About this task
Exactly the lines from the top of the records below through the one containing "if present and not expired." must be set down, with no line added or dropped.

(Dataset entries)
+++

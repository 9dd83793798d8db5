// Copyright 2022 Webb Technologies Inc.
//
// Licensed under the Apache License, Version 2.0 (the "License");
// you may not use this file except in compliance with the License.
// You may obtain a copy of the License at
//
// http://www.apache.org/licenses/LICENSE-2.0
//
// Unless required by applicable law or agreed to in writing, software
// distributed under the License is distributed on an "AS IS" BASIS,
// WITHOUT WARRANTIES OR CONDITIONS OF ANY KIND, either express or implied.
// See the License for the specific language governing permissions and
// limitations under the License.

use std::collections::HashMap;
use std::hash::Hash;
use std::time::Duration;

use parking_lot::Mutex;
use tokio::time::Instant;

/// A key-value map whose entries expire.
///
/// Every operation is a single synchronous step, so callers never hold a
/// suspension point between a read and the write that depends on it.
pub trait TtlStore<K, V>: Send + Sync {
    /// Returns the value when present and not expired. Expired entries are
    /// evicted on lookup.
    fn get(&self, key: &K) -> Option<V>;
    /// Inserts or replaces `key`, expiring after `ttl`.
    fn set_with_expiry(&self, key: K, value: V, ttl: Duration);
    /// Removes `key`, returning whether it was present.
    fn delete(&self, key: &K) -> bool;
    /// Removes and returns the value if present and not expired.
    fn take(&self, key: &K) -> Option<V>;
    /// Drops every expired entry, returning how many were removed.
    fn sweep_expired(&self) -> usize;
    /// Time left before `key` expires.
    fn remaining(&self, key: &K) -> Option<Duration>;
}

/// In-process [`TtlStore`].
pub struct MemTtlStore<K, V> {
    entries: Mutex<HashMap<K, (V, Instant)>>,
}

impl<K, V> Default for MemTtlStore<K, V> {
    fn default() -> Self {
        Self {
            entries: Mutex::new(HashMap::new()),
        }
    }
}

impl<K, V> std::fmt::Debug for MemTtlStore<K, V> {
    fn fmt(&self, f: &mut std::fmt::Formatter<'_>) -> std::fmt::Result {
        f.debug_struct("MemTtlStore")
            .field("len", &self.entries.lock().len())
            .finish()
    }
}

impl<K, V> MemTtlStore<K, V> {
    /// Creates an empty store.
    pub fn new() -> Self {
        Self::default()
    }
}

impl<K, V> TtlStore<K, V> for MemTtlStore<K, V>
where
    K: Eq + Hash + Send,
    V: Clone + Send,
{
    fn get(&self, key: &K) -> Option<V> {
        let mut guard = self.entries.lock();
        match guard.get(key) {
            Some((_, expires_at)) if *expires_at <= Instant::now() => {
                guard.remove(key);
                None
            }
            Some((value, _)) => Some(value.clone()),
            None => None,
        }
    }

    fn set_with_expiry(&self, key: K, value: V, ttl: Duration) {
        self.entries
            .lock()
            .insert(key, (value, Instant::now() + ttl));
    }

    fn delete(&self, key: &K) -> bool {
        self.entries.lock().remove(key).is_some()
    }

    fn take(&self, key: &K) -> Option<V> {
        let (value, expires_at) = self.entries.lock().remove(key)?;
        (expires_at > Instant::now()).then_some(value)
    }

    fn sweep_expired(&self) -> usize {
        let now = Instant::now();
        let mut guard = self.entries.lock();
        let before = guard.len();
        guard.retain(|_, (_, expires_at)| *expires_at > now);
        before - guard.len()
    }

    fn remaining(&self, key: &K) -> Option<Duration> {
        let guard = self.entries.lock();
        let (_, expires_at) = guard.get(key)?;
        let left = expires_at.checked_duration_since(Instant::now())?;
        (!left.is_zero()).then_some(left)
    }
}

#[cfg(test)]
mod tests {
    use super::*;

    #[tokio::test(start_paused = true)]
    async fn entries_expire() {
        let store = MemTtlStore::new();
        store.set_with_expiry("a", 1, Duration::from_secs(10));
        store.set_with_expiry("b", 2, Duration::from_secs(60));
        assert_eq!(store.get(&"a"), Some(1));

        tokio::time::advance(Duration::from_secs(11)).await;
        assert_eq!(store.get(&"a"), None);
        assert_eq!(store.get(&"b"), Some(2));
        assert_eq!(
            store.remaining(&"b"),
            Some(Duration::from_secs(49))
        );
    }

    #[tokio::test(start_paused = true)]
    async fn sweep_drops_only_expired() {
        let store = MemTtlStore::new();
        store.set_with_expiry(1, "x", Duration::from_secs(1));
        store.set_with_expiry(2, "y", Duration::from_secs(1));
        store.set_with_expiry(3, "z", Duration::from_secs(100));
        tokio::time::advance(Duration::from_secs(2)).await;
        assert_eq!(store.sweep_expired(), 2);
        assert_eq!(store.get(&3), Some("z"));
    }

    #[tokio::test(start_paused = true)]
    async fn take_is_one_shot_and_respects_expiry() {
        let store = MemTtlStore::new();
        store.set_with_expiry("k", 7, Duration::from_secs(5));
        assert_eq!(store.take(&"k"), Some(7));
        assert_eq!(store.take(&"k"), None);

        store.set_with_expiry("k", 8, Duration::from_secs(5));
        tokio::time::advance(Duration::from_secs(5)).await;
        assert_eq!(store.take(&"k"), None);
        assert!(!store.delete(&"k"));
    }
}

+++

Output for this task
repository 9dd83793798d8db5
// Copyright 2022 Webb Technologies Inc.
//
// Licensed under the Apache License, Version 2.0 (the "License");
// you may not use this file except in compliance with the License.
// You may obtain a copy of the License at
//
// http://www.apache.org/licenses/LICENSE-2.0
//
// Unless required by applicable law or agreed to in writing, software
// distributed under the License is distributed on an "AS IS" BASIS,
// WITHOUT WARRANTIES OR CONDITIONS OF ANY KIND, either express or implied.
// See the License for the specific language governing permissions and
// limitations under the License.

use std::collections::HashMap;
use std::hash::Hash;
use std::time::Duration;

use parking_lot::Mutex;
use tokio::time::Instant;

/// A key-value map whose entries expire.
///
/// Every operation is a single synchronous step, so callers never hold a
/// suspension point between a read and the write that depends on it.
pub trait TtlStore<K, V>: Send + Sync {
    /// Returns the value when present and not expired. Expired entries are
    /// evicted on lookup.
    fn get(&self, key: &K) -> Option<V>;
    /// Inserts or replaces `key`, expiring after `ttl`.
    fn set_with_expiry(&self, key: K, value: V, ttl: Duration);
    /// Removes `key`, returning whether it was present.
    fn delete(&self, key: &K) -> bool;
    /// Removes and returns the value if present and not expired.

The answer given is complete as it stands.